[Saved entries]
Start of Block
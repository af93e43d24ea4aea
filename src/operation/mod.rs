//! Structured prompt operations.
//!
//! An operation couples an input record, an output record with its JSON
//! schema, and a prompt template. [`invoke`] validates the input, renders the
//! template, submits it to the provider exactly once and accepts the reply
//! only if it matches the declared output shape.

mod decode;
mod template;

pub use decode::extract_json;
pub use template::render;

use crate::{
    Error, Result,
    llm::{GenerationRequest, LlmClient, OutputSchema},
};
use serde::{Serialize, de::DeserializeOwned};
use tracing::{debug, info, warn};
use uuid::Uuid;

pub trait StructuredOperation {
    type Input: Serialize + Send + Sync;
    type Output: DeserializeOwned + Send;

    /// Stable name used for logging and the schema descriptor.
    const NAME: &'static str;

    /// Message surfaced to callers when the operation fails.
    const FAILURE_MESSAGE: &'static str;

    fn system_prompt() -> Option<&'static str> {
        None
    }

    fn template() -> &'static str;

    fn output_schema() -> OutputSchema;

    /// Rejects inputs that must never reach the provider.
    fn validate_input(input: &Self::Input) -> Result<()>;

    /// Constraints serde cannot express, such as numeric ranges.
    fn check_output(_output: &Self::Output) -> std::result::Result<(), String> {
        Ok(())
    }
}

/// Renders the user prompt for `input` without contacting the provider.
pub fn render_prompt<O: StructuredOperation>(input: &O::Input) -> Result<String> {
    let values = serde_json::to_value(input)?;
    render(O::template(), &values)
}

/// Decodes a raw provider reply into the operation's output record.
pub fn decode_reply<O: StructuredOperation>(reply: &str) -> Result<O::Output> {
    let value = extract_json(reply)
        .ok_or_else(|| Error::shape(O::NAME, "reply does not contain a JSON document"))?;

    let output: O::Output =
        serde_json::from_value(value).map_err(|e| Error::shape(O::NAME, e.to_string()))?;

    O::check_output(&output).map_err(|reason| Error::shape(O::NAME, reason))?;

    Ok(output)
}

pub async fn invoke<O: StructuredOperation>(
    client: &dyn LlmClient,
    input: &O::Input,
) -> Result<O::Output> {
    let invocation_id = Uuid::new_v4();

    O::validate_input(input)?;

    let prompt = render_prompt::<O>(input)?;
    info!("Invoking {} ({})", O::NAME, invocation_id);
    debug!("Prompt for {} ({}):\n{}", O::NAME, invocation_id, prompt);

    let request = GenerationRequest {
        operation: O::NAME.to_string(),
        system: O::system_prompt().map(str::to_string),
        prompt,
        output_schema: O::output_schema(),
        temperature: None,
    };

    let response = client.generate(request).await.inspect_err(|e| {
        warn!("{} ({}) provider call failed: {}", O::NAME, invocation_id, e);
    })?;

    debug!(
        "Reply for {} ({}) from {}: {}",
        O::NAME,
        invocation_id,
        response.model,
        response.content
    );

    let output = decode_reply::<O>(&response.content).inspect_err(|e| {
        warn!("{} ({}) rejected reply: {}", O::NAME, invocation_id, e);
    })?;

    info!("{} ({}) completed", O::NAME, invocation_id);
    Ok(output)
}

/// Shared check for required free-text fields.
pub fn require_text(field: &str, value: &str) -> Result<()> {
    if value.trim().is_empty() {
        return Err(Error::validation(field, "is required"));
    }
    Ok(())
}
End of Block
» **WHAT YOU HAVE TO DO**:
In full and unchanged, repeat the data above.

» **RESPONSE BELOW**:
repository af93e43d24ea4aea
filename src/operation/mod.rs
//! Structured prompt operations.
//!
//! An operation couples an input record, an output record with its JSON
//! schema, and a prompt template. [`invoke`] validates the input, renders the
//! template, submits it to the provider exactly once and accepts the reply
//! only if it matches the declared output shape.

mod decode;
mod template;

pub use decode::extract_json;
pub use template::render;

use crate::{
    Error, Result,
    llm::{GenerationRequest, LlmClient, OutputSchema},
};
use serde::{Serialize, de::DeserializeOwned};
use tracing::{debug, info, warn};
use uuid::Uuid;

pub trait StructuredOperation {
    type Input: Serialize + Send + Sync;
    type Output: DeserializeOwned + Send;

    /// Stable name used for logging and the schema descriptor.
    const NAME: &'static str;

    /// Message surfaced to callers when the operation fails.
    const FAILURE_MESSAGE: &'static str;

    fn system_prompt() -> Option<&'static str> {
        None
    }

    fn template() -> &'static str;

    fn output_schema() -> OutputSchema;

    /// Rejects inputs that must never reach the provider.
    fn validate_input(input: &Self::Input) -> Result<()>;

    /// Constraints serde cannot express, such as numeric ranges.
    fn check_output(_output: &Self::Output) -> std::result::Result<(), String> {
        Ok(())
    }
}

/// Renders the user prompt for `input` without contacting the provider.
pub fn render_prompt<O: StructuredOperation>(input: &O::Input) -> Result<String> {
    let values = serde_json::to_value(input)?;
    render(O::template(), &values)
}

/// Decodes a raw provider reply into the operation's output record.
pub fn decode_reply<O: StructuredOperation>(reply: &str) -> Result<O::Output> {
    let value = extract_json(reply)
        .ok_or_else(|| Error::shape(O::NAME, "reply does not contain a JSON document"))?;

    let output: O::Output =
        serde_json::from_value(value).map_err(|e| Error::shape(O::NAME, e.to_string()))?;

    O::check_output(&output).map_err(|reason| Error::shape(O::NAME, reason))?;

    Ok(output)
}

pub async fn invoke<O: StructuredOperation>(
    client: &dyn LlmClient,
    input: &O::Input,
) -> Result<O::Output> {
    let invocation_id = Uuid::new_v4();

    O::validate_input(input)?;

    let prompt = render_prompt::<O>(input)?;
    info!("Invoking {} ({})", O::NAME, invocation_id);
    debug!("Prompt for {} ({}):\n{}", O::NAME, invocation_id, prompt);

    let request = GenerationRequest {
        operation: O::NAME.to_string(),
        system: O::system_prompt().map(str::to_string),
        prompt,
        output_schema: O::output_schema(),
        temperature: None,
    };

    let response = client.generate(request).await.inspect_err(|e| {
        warn!("{} ({}) provider call failed: {}", O::NAME, invocation_id, e);
    })?;

    debug!(
        "Reply for {} ({}) from {}: {}",
        O::NAME,
        invocation_id,
        response.model,
        response.content
    );

    let output = decode_reply::<O>(&response.content).inspect_err(|e| {
        warn!("{} ({}) rejected reply: {}", O::NAME, invocation_id, e);
    })?;

    info!("{} ({}) completed", O::NAME, invocation_id);
    Ok(output)
}

/// Shared check for required free-text fields.
pub fn require_text(field: &str, value: &str) -> Result<()> {
    if value.trim().is_empty() {
        return Err(Error::validation(field, "is required"));
    }
    Ok(())
}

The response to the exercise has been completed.